[Work task]:
Could you write out the listing below again, exactly?

[Material for this exercise]:
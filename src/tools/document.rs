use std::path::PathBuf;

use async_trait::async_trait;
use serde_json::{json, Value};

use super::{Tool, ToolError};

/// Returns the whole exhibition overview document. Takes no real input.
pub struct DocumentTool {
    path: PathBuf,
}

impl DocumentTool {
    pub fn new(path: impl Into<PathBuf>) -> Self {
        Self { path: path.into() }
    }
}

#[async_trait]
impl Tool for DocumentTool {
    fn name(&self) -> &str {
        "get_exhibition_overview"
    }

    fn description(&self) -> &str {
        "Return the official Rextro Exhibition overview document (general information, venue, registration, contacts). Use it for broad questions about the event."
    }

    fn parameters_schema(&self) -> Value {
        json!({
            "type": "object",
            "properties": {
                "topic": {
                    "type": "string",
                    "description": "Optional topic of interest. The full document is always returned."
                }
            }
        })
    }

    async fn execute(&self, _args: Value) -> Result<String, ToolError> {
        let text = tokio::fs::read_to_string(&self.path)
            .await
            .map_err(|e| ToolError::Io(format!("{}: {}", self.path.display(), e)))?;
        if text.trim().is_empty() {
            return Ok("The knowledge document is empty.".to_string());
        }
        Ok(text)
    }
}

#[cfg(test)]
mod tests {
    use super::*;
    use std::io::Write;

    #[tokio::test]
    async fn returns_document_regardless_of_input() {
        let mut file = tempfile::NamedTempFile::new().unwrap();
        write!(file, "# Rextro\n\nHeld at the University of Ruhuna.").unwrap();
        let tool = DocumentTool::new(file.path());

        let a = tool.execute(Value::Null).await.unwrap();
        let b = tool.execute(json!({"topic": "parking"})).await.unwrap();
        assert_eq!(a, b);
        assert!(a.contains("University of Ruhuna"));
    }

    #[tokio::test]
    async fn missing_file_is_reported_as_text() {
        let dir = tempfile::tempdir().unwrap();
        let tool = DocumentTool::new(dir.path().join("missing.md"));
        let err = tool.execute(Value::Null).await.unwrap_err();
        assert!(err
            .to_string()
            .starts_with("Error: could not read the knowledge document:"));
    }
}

[Exercise output]:
filename src/tools/document.rs
use std::path::PathBuf;

use async_trait::async_trait;
use serde_json::{json, Value};

use super::{Tool, ToolError};

/// Returns the whole exhibition overview document. Takes no real input.
pub struct DocumentTool {
    path: PathBuf,
}

impl DocumentTool {
    pub fn new(path: impl Into<PathBuf>) -> Self {
        Self { path: path.into() }
    }
}

#[async_trait]
impl Tool for DocumentTool {
    fn name(&self) -> &str {
        "get_exhibition_overview"
    }

    fn description(&self) -> &str {
        "Return the official Rextro Exhibition overview document (general information, venue, registration, contacts). Use it for broad questions about the event."
    }

    fn parameters_schema(&self) -> Value {
        json!({
            "type": "object",
            "properties": {
                "topic": {
                    "type": "string",
                    "description": "Optional topic of interest. The full document is always returned."
                }
            }
        })
    }

    async fn execute(&self, _args: Value) -> Result<String, ToolError> {
        let text = tokio::fs::read_to_string(&self.path)
            .await
            .map_err(|e| ToolError::Io(format!("{}: {}", self.path.display(), e)))?;
        if text.trim().is_empty() {
            return Ok("The knowledge document is empty.".to_string());
        }
        Ok(text)
    }
}

#[cfg(test)]
mod tests {
    use super::*;
    use std::io::Write;

    #[tokio::test]
    async fn returns_document_regardless_of_input() {
        let mut file = tempfile::NamedTempFile::new().unwrap();
        write!(file, "# Rextro\n\nHeld at the University of Ruhuna.").unwrap();
        let tool = DocumentTool::new(file.path());

        let a = tool.execute(Value::Null).await.unwrap();
        let b = tool.execute(json!({"topic": "parking"})).await.unwrap();
        assert_eq!(a, b);
        assert!(a.contains("University of Ruhuna"));
    }

    #[tokio::test]
    async fn missing_file_is_reported_as_text() {
        let dir = tempfile::tempdir().unwrap();
        let tool = DocumentTool::new(dir.path().join("missing.md"));
        let err = tool.execute(Value::Null).await.unwrap_err();
        assert!(err
            .to_string()
            .starts_with("Error: could not read the knowledge document:"));
    }
}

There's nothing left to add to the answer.